→ **THE PROBLEM**
Using the records that follow, work out how many lines hold the string "Debug" and provide that number only.

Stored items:
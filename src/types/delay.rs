//! Validated arguments for time-based leaves and bounded parallelism.
//!
//! Both types are checked when they are built, so an out-of-contract value
//! fails synchronously with [`InvalidArgument`] before any interpretation
//! begins.

use crate::error::InvalidArgument;
use core::fmt;
use std::time::Duration;

/// How long a time-based leaf waits before settling.
#[derive(Debug, Clone, Copy, PartialEq, Eq, Hash, PartialOrd, Ord)]
pub enum Delay {
    /// Settle after the given duration.
    Finite(Duration),
    /// Never settle.
    Infinite,
}

impl Delay {
    /// A zero delay.
    pub const ZERO: Self = Self::Finite(Duration::ZERO);

    /// Creates a finite delay from milliseconds.
    #[must_use]
    pub const fn from_millis(millis: u64) -> Self {
        Self::Finite(Duration::from_millis(millis))
    }

    /// Creates a delay from fractional seconds.
    ///
    /// Positive infinity maps to [`Delay::Infinite`].
    ///
    /// # Errors
    ///
    /// Returns [`InvalidArgument`] for negative or NaN values.
    pub fn from_secs_f64(secs: f64) -> Result<Self, InvalidArgument> {
        if secs.is_nan() || secs < 0.0 {
            return Err(InvalidArgument::new(
                "Future.after",
                0,
                "be a non-negative number",
                secs,
            ));
        }
        if secs.is_infinite() {
            return Ok(Self::Infinite);
        }
        Duration::try_from_secs_f64(secs)
            .map(Self::Finite)
            .map_err(|_| InvalidArgument::new("Future.after", 0, "be representable", secs))
    }

    /// Returns the finite duration, if any.
    #[must_use]
    pub const fn duration(self) -> Option<Duration> {
        match self {
            Self::Finite(duration) => Some(duration),
            Self::Infinite => None,
        }
    }

    /// Returns true for [`Delay::Infinite`].
    #[must_use]
    pub const fn is_infinite(self) -> bool {
        matches!(self, Self::Infinite)
    }
}

impl From<Duration> for Delay {
    fn from(duration: Duration) -> Self {
        Self::Finite(duration)
    }
}

impl fmt::Display for Delay {
    fn fmt(&self, f: &mut fmt::Formatter<'_>) -> fmt::Result {
        match self {
            Self::Finite(duration) => write!(f, "{duration:?}"),
            Self::Infinite => f.write_str("Infinity"),
        }
    }
}

/// The maximum number of children a parallel session interprets at once.
#[derive(Debug, Clone, Copy, PartialEq, Eq, Hash)]
pub enum Concurrency {
    /// At most this many children at once (never zero).
    Limited(usize),
    /// All children at once.
    Unbounded,
}

impl Concurrency {
    /// Creates a bounded limit.
    ///
    /// # Errors
    ///
    /// Returns [`InvalidArgument`] if `limit` is zero.
    pub fn limited(limit: usize) -> Result<Self, InvalidArgument> {
        if limit == 0 {
            return Err(InvalidArgument::new(
                "Future.parallel",
                0,
                "be a positive integer or unbounded",
                limit,
            ));
        }
        Ok(Self::Limited(limit))
    }

    /// Resolves the limit against a concrete number of children.
    ///
    /// The result is at least one so an empty sequence still makes progress.
    #[must_use]
    pub fn resolve(self, len: usize) -> usize {
        match self {
            Self::Limited(limit) => limit.min(len).max(1),
            Self::Unbounded => len.max(1),
        }
    }
}

impl fmt::Display for Concurrency {
    fn fmt(&self, f: &mut fmt::Formatter<'_>) -> fmt::Result {
        match self {
            Self::Limited(limit) => write!(f, "{limit}"),
            Self::Unbounded => f.write_str("Infinity"),
        }
    }
}

#[cfg(test)]
mod tests {
    use super::*;

    #[test]
    fn delay_from_secs() {
        assert_eq!(
            Delay::from_secs_f64(0.02).unwrap(),
            Delay::Finite(Duration::from_millis(20))
        );
        assert_eq!(Delay::from_secs_f64(f64::INFINITY).unwrap(), Delay::Infinite);
        assert!(Delay::from_secs_f64(-1.0).is_err());
        assert!(Delay::from_secs_f64(f64::NAN).is_err());
    }

    #[test]
    fn delay_ordering_puts_infinite_last() {
        assert!(Delay::from_millis(10) < Delay::from_millis(20));
        assert!(Delay::from_millis(u64::MAX) < Delay::Infinite);
    }

    #[test]
    fn delay_display() {
        assert_eq!(Delay::from_millis(20).to_string(), "20ms");
        assert_eq!(Delay::Infinite.to_string(), "Infinity");
    }

    #[test]
    fn concurrency_rejects_zero() {
        let err = Concurrency::limited(0).unwrap_err();
        assert!(err.to_string().contains("Future.parallel"));
        assert_eq!(Concurrency::limited(2).unwrap(), Concurrency::Limited(2));
    }

    #[test]
    fn concurrency_resolves_against_length() {
        assert_eq!(Concurrency::Limited(2).resolve(5), 2);
        assert_eq!(Concurrency::Limited(8).resolve(5), 5);
        assert_eq!(Concurrency::Unbounded.resolve(5), 5);
        assert_eq!(Concurrency::Unbounded.resolve(0), 1);
    }
}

→ **FINISHED TASK**
2